§ **Work item**:
Show all lines below holding the string "return".

----- Extracted entries

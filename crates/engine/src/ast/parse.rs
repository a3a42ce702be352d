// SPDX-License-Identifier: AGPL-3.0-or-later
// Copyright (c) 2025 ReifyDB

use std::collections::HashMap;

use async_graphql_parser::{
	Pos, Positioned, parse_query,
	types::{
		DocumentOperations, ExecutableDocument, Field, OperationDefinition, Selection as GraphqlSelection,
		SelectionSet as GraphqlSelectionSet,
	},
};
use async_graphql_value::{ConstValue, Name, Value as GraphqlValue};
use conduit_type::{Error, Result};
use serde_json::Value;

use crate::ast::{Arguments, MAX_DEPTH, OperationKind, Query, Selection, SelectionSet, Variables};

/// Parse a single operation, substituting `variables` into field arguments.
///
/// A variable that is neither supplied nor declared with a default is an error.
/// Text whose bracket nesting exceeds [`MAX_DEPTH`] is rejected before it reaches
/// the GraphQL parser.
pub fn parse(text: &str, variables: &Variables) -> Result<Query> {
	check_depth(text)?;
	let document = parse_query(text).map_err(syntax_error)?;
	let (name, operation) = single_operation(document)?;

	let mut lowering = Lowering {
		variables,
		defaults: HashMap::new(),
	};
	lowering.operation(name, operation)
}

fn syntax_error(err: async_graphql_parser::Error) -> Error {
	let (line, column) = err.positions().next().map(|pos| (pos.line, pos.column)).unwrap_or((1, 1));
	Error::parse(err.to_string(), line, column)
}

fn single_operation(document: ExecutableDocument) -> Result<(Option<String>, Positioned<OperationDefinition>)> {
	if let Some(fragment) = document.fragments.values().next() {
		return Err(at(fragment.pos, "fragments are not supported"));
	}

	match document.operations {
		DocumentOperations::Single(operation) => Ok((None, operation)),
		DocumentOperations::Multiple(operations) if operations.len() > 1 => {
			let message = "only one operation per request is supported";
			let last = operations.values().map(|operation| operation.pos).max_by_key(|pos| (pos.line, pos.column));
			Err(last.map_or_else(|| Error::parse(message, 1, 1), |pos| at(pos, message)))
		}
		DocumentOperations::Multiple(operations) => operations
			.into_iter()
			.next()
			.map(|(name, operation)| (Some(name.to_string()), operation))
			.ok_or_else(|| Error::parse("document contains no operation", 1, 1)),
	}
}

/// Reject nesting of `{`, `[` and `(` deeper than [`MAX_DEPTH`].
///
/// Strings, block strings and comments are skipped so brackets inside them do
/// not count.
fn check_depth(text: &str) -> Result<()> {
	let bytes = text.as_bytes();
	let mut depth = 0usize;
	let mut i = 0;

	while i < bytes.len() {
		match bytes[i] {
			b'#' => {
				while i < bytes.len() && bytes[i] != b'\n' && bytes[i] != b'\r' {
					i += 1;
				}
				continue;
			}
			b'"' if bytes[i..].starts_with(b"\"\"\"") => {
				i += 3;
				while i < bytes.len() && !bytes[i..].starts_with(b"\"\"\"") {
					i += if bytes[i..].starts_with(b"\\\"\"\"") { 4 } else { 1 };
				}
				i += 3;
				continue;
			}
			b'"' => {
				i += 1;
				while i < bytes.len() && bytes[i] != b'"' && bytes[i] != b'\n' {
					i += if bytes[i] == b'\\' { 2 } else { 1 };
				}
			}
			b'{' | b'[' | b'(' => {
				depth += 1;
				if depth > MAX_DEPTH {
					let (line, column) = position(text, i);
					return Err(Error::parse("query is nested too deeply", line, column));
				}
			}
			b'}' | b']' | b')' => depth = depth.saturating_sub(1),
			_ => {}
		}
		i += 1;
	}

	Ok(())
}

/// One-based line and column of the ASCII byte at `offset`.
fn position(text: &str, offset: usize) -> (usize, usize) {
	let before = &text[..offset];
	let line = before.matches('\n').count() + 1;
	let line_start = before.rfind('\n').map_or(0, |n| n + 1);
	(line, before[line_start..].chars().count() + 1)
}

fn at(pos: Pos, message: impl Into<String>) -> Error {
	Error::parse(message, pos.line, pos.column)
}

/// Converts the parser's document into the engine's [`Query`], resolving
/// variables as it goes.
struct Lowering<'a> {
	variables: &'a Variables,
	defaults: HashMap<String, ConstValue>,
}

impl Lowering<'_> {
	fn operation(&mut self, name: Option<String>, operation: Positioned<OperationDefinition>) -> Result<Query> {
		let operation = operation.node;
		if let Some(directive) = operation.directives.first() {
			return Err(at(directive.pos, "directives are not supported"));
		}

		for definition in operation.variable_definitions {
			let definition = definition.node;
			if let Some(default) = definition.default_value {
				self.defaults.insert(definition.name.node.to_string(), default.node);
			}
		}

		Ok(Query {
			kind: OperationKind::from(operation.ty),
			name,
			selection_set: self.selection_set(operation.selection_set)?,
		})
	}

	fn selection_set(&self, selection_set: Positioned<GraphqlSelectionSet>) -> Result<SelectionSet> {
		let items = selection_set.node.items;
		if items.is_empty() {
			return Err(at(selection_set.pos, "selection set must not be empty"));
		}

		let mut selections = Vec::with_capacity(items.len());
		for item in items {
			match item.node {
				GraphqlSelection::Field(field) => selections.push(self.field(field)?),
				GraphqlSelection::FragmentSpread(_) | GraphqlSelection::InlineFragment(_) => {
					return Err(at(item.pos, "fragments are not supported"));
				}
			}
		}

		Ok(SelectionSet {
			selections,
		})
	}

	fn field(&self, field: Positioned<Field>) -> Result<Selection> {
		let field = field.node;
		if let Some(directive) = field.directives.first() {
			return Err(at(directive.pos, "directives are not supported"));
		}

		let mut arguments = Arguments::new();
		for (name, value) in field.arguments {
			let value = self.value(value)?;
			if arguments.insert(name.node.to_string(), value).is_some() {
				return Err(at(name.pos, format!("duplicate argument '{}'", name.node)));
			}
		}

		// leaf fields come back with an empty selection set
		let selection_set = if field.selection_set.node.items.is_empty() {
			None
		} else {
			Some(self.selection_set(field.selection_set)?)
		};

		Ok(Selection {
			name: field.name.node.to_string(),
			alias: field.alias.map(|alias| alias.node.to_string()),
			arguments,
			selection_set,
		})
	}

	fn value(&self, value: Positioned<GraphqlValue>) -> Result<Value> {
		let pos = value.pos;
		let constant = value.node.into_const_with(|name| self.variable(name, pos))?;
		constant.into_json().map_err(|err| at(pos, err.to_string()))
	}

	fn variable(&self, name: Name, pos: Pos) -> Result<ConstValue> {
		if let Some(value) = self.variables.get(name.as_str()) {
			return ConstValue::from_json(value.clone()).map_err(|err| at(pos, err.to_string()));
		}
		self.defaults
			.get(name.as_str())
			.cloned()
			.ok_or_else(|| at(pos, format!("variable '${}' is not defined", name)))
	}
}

----------
----- Extracted entries

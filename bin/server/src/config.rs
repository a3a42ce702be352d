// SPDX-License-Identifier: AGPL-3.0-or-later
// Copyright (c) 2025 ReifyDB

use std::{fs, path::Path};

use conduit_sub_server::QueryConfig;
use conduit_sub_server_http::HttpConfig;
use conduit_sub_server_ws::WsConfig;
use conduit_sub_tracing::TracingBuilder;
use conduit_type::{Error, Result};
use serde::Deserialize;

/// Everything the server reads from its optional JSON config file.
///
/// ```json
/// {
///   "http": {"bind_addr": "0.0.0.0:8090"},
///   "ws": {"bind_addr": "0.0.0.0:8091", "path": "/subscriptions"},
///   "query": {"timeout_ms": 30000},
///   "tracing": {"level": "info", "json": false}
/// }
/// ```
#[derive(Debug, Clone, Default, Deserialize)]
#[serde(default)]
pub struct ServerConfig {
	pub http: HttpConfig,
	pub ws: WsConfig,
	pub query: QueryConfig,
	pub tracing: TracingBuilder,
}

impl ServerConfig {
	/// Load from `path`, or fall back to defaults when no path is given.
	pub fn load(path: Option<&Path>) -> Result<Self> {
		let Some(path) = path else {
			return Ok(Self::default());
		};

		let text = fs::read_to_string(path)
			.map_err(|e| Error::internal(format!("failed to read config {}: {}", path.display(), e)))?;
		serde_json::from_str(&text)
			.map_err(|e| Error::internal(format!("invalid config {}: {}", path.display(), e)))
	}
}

----------

§ **Worked solution**:
		return Err(at(fragment.pos, "fragments are not supported"));
					return Err(Error::parse("query is nested too deeply", line, column));
			return Err(at(directive.pos, "directives are not supported"));
			return Err(at(selection_set.pos, "selection set must not be empty"));
					return Err(at(item.pos, "fragments are not supported"));
			return Err(at(directive.pos, "directives are not supported"));
				return Err(at(name.pos, format!("duplicate argument '{}'", name.node)));
			return ConstValue::from_json(value.clone()).map_err(|err| at(pos, err.to_string()));
			return Ok(Self::default());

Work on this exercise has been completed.